▶ **DIRECTIONS**: Can you quote, word for word, every line from the first line of the records below through the line containing "-> Result<Vec<PackedUtxo>, RpcError>;", and nothing else?

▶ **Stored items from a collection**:
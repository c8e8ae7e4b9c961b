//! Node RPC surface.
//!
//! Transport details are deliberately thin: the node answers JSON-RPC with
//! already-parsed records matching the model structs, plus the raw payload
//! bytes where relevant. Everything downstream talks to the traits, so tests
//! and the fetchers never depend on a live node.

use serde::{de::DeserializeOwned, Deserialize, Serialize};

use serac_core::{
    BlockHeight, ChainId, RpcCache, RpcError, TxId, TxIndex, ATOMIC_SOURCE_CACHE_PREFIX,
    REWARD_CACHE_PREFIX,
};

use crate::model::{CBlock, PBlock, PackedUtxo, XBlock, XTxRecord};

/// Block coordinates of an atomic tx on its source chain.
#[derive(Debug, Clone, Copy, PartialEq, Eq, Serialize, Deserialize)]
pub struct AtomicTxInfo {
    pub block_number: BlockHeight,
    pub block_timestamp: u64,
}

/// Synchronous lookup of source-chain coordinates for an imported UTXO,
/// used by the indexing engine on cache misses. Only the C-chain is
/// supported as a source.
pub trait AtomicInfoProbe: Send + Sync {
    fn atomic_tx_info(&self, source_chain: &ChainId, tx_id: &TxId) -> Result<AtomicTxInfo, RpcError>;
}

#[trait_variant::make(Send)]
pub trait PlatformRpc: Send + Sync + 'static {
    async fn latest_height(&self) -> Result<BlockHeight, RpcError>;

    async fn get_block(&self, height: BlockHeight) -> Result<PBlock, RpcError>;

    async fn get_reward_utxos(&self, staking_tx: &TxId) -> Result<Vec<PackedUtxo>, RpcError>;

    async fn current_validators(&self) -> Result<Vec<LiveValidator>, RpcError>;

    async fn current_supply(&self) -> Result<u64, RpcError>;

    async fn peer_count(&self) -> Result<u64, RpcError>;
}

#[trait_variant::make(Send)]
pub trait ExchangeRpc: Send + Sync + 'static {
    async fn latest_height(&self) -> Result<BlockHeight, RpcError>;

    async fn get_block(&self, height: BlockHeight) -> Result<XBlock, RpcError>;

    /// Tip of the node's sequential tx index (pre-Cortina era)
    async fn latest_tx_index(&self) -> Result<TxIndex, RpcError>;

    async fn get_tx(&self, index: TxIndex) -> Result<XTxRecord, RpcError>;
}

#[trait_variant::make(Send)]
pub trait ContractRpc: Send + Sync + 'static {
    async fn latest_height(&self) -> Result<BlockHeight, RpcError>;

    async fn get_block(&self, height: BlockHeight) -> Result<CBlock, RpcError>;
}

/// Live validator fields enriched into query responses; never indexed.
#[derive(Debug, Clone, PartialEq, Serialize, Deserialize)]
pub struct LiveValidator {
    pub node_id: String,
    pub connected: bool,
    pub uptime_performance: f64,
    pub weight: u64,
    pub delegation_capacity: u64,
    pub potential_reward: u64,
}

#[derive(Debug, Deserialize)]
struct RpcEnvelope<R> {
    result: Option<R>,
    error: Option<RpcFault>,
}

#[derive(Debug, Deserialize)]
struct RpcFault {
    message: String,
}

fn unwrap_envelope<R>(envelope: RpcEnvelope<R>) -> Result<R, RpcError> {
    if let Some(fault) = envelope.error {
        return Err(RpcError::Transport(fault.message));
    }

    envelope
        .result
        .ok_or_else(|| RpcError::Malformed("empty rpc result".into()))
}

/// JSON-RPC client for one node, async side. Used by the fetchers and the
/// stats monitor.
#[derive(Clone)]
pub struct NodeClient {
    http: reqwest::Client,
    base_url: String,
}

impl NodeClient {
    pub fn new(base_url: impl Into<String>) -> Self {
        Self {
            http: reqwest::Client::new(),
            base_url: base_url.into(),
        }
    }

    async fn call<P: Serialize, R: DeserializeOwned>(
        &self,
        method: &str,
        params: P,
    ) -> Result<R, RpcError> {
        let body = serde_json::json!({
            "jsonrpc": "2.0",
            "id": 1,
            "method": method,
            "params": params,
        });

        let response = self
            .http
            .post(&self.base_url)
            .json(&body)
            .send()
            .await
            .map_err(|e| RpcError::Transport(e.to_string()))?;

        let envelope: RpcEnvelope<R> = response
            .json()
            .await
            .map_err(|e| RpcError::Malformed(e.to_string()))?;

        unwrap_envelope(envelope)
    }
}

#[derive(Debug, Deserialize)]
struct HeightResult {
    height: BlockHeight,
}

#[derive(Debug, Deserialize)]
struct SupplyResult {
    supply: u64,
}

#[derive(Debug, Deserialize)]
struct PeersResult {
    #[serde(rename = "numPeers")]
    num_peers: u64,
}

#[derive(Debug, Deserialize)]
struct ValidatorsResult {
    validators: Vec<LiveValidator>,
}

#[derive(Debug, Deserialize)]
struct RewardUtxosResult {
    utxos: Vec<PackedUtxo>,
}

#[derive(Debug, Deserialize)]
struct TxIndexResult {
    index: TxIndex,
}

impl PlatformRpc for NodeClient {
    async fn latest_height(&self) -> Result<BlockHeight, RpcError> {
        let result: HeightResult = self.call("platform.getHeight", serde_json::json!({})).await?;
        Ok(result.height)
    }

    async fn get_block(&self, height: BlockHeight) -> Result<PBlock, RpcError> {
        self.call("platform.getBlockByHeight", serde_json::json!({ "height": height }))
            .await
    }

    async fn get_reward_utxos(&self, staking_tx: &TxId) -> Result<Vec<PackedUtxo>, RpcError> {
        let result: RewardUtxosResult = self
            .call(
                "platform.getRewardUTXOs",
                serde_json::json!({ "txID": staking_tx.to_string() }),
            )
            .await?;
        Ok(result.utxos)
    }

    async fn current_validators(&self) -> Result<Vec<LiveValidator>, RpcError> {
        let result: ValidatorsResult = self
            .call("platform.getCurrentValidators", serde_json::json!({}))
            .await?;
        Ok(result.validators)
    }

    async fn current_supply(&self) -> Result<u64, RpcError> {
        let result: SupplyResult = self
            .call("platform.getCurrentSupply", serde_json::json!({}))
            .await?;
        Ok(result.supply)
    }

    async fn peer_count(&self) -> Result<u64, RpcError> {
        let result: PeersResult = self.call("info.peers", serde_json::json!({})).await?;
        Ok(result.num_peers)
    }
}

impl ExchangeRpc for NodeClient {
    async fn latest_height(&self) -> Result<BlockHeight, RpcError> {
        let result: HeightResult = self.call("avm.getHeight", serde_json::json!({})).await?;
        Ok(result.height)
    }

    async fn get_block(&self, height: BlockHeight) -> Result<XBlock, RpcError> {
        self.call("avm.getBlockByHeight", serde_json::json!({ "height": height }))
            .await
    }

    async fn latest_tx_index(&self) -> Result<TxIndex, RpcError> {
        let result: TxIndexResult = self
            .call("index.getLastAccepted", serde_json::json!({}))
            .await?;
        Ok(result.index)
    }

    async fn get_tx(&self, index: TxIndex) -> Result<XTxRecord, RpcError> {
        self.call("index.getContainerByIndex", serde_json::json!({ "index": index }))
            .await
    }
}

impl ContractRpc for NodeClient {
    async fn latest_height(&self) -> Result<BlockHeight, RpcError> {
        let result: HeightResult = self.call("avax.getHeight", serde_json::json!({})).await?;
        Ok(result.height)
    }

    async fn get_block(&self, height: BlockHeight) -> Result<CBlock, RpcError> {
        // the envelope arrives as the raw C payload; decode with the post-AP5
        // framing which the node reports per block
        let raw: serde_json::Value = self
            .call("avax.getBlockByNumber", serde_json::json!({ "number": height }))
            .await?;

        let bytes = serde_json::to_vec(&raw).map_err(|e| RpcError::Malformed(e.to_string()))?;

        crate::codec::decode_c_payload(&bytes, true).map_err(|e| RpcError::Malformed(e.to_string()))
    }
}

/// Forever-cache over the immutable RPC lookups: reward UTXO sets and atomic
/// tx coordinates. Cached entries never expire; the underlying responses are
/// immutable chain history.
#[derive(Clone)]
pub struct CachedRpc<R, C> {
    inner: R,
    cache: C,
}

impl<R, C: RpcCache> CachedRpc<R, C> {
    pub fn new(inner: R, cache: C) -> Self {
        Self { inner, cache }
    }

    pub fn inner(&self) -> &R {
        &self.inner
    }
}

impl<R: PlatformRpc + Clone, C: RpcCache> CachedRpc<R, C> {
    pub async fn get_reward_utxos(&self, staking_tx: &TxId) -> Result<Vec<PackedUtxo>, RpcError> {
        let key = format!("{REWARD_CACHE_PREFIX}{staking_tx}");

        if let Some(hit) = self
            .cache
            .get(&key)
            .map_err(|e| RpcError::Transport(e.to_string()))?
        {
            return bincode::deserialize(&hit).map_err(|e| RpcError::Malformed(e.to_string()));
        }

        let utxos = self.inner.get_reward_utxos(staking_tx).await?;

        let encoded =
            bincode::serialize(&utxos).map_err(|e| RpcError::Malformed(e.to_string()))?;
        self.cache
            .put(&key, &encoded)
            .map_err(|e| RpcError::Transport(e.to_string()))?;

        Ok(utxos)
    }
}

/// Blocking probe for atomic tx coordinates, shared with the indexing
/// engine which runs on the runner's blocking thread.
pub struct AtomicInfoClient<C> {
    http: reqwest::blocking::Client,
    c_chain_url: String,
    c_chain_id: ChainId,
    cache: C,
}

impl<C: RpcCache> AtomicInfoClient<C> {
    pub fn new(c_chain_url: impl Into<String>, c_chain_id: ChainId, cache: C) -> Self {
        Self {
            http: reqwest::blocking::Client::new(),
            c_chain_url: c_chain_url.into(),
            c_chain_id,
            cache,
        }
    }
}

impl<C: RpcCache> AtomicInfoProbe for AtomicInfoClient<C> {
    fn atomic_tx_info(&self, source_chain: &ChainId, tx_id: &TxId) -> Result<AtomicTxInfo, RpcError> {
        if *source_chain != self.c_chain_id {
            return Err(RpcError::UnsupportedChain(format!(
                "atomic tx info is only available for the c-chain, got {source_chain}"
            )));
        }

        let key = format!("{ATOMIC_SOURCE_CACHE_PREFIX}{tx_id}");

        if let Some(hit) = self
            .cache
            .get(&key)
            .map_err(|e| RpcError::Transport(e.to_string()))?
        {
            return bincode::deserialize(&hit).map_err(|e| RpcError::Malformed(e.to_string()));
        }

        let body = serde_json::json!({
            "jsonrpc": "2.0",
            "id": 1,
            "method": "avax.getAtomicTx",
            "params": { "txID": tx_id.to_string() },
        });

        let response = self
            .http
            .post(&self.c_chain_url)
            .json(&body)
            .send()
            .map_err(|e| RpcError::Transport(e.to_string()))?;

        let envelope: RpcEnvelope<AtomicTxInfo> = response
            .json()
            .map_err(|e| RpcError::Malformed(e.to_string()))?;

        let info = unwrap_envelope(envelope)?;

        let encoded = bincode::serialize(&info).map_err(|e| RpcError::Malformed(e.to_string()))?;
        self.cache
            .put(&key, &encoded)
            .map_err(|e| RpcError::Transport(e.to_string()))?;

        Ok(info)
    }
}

▶ **YOUR SOLUTION**:
repository c8e8ae7e4b9c961b
//! Node RPC surface.
//!
//! Transport details are deliberately thin: the node answers JSON-RPC with
//! already-parsed records matching the model structs, plus the raw payload
//! bytes where relevant. Everything downstream talks to the traits, so tests
//! and the fetchers never depend on a live node.

use serde::{de::DeserializeOwned, Deserialize, Serialize};

use serac_core::{
    BlockHeight, ChainId, RpcCache, RpcError, TxId, TxIndex, ATOMIC_SOURCE_CACHE_PREFIX,
    REWARD_CACHE_PREFIX,
};

use crate::model::{CBlock, PBlock, PackedUtxo, XBlock, XTxRecord};

/// Block coordinates of an atomic tx on its source chain.
#[derive(Debug, Clone, Copy, PartialEq, Eq, Serialize, Deserialize)]
pub struct AtomicTxInfo {
    pub block_number: BlockHeight,
    pub block_timestamp: u64,
}

/// Synchronous lookup of source-chain coordinates for an imported UTXO,
/// used by the indexing engine on cache misses. Only the C-chain is
/// supported as a source.
pub trait AtomicInfoProbe: Send + Sync {
    fn atomic_tx_info(&self, source_chain: &ChainId, tx_id: &TxId) -> Result<AtomicTxInfo, RpcError>;
}

#[trait_variant::make(Send)]
pub trait PlatformRpc: Send + Sync + 'static {
    async fn latest_height(&self) -> Result<BlockHeight, RpcError>;

    async fn get_block(&self, height: BlockHeight) -> Result<PBlock, RpcError>;

    async fn get_reward_utxos(&self, staking_tx: &TxId) -> Result<Vec<PackedUtxo>, RpcError>;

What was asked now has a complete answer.